* **DATASET EXCERPTS**
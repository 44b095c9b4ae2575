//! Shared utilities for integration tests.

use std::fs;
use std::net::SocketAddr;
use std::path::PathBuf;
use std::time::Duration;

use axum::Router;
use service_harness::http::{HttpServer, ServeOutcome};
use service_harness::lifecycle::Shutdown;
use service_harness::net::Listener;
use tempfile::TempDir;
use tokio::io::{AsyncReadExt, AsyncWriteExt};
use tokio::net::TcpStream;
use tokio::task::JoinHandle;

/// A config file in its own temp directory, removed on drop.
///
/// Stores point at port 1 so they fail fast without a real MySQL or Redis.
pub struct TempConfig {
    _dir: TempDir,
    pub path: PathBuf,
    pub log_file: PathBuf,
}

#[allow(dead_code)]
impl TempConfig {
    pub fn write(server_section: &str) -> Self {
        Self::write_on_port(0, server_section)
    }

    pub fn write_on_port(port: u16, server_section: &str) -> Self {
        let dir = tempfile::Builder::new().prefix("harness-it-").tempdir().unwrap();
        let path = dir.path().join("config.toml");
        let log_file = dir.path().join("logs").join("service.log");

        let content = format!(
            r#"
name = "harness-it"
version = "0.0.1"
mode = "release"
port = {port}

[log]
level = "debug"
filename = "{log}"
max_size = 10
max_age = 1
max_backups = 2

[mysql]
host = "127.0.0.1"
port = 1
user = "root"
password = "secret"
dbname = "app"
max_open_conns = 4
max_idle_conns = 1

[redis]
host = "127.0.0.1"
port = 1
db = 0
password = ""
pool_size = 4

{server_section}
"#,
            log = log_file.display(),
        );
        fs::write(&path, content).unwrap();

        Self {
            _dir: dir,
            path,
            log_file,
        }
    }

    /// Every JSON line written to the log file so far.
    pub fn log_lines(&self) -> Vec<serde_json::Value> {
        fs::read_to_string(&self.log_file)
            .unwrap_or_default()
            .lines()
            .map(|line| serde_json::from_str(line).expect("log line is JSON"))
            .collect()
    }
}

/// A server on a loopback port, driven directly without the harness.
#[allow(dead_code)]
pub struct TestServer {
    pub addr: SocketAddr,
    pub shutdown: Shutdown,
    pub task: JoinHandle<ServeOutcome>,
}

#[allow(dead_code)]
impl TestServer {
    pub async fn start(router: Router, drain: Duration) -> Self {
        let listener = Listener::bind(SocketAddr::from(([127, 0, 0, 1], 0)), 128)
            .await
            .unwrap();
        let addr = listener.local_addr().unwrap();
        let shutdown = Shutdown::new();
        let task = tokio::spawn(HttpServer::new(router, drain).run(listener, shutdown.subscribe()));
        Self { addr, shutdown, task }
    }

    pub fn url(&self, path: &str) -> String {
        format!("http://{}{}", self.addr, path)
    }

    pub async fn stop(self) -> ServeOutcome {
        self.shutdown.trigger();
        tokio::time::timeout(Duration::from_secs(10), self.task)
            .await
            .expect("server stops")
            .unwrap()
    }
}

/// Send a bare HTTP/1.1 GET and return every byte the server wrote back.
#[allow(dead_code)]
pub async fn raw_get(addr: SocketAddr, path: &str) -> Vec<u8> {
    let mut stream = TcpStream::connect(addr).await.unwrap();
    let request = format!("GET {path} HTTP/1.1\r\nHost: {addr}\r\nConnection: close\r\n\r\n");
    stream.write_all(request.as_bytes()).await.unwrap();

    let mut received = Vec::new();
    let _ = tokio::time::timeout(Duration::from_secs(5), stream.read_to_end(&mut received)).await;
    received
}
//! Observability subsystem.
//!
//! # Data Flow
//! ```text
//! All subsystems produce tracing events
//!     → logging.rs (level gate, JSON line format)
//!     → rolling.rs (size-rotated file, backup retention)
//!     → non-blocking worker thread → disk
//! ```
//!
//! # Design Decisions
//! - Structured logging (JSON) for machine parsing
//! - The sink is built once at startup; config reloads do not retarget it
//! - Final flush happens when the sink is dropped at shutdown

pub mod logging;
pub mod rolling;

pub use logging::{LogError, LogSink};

* **WORK INSTRUCTIONS**
Copy each line of the data that contains the word "expect".

* **OUTPUT OF THE TASK**
            .map(|line| serde_json::from_str(line).expect("log line is JSON"))
            .expect("server stops")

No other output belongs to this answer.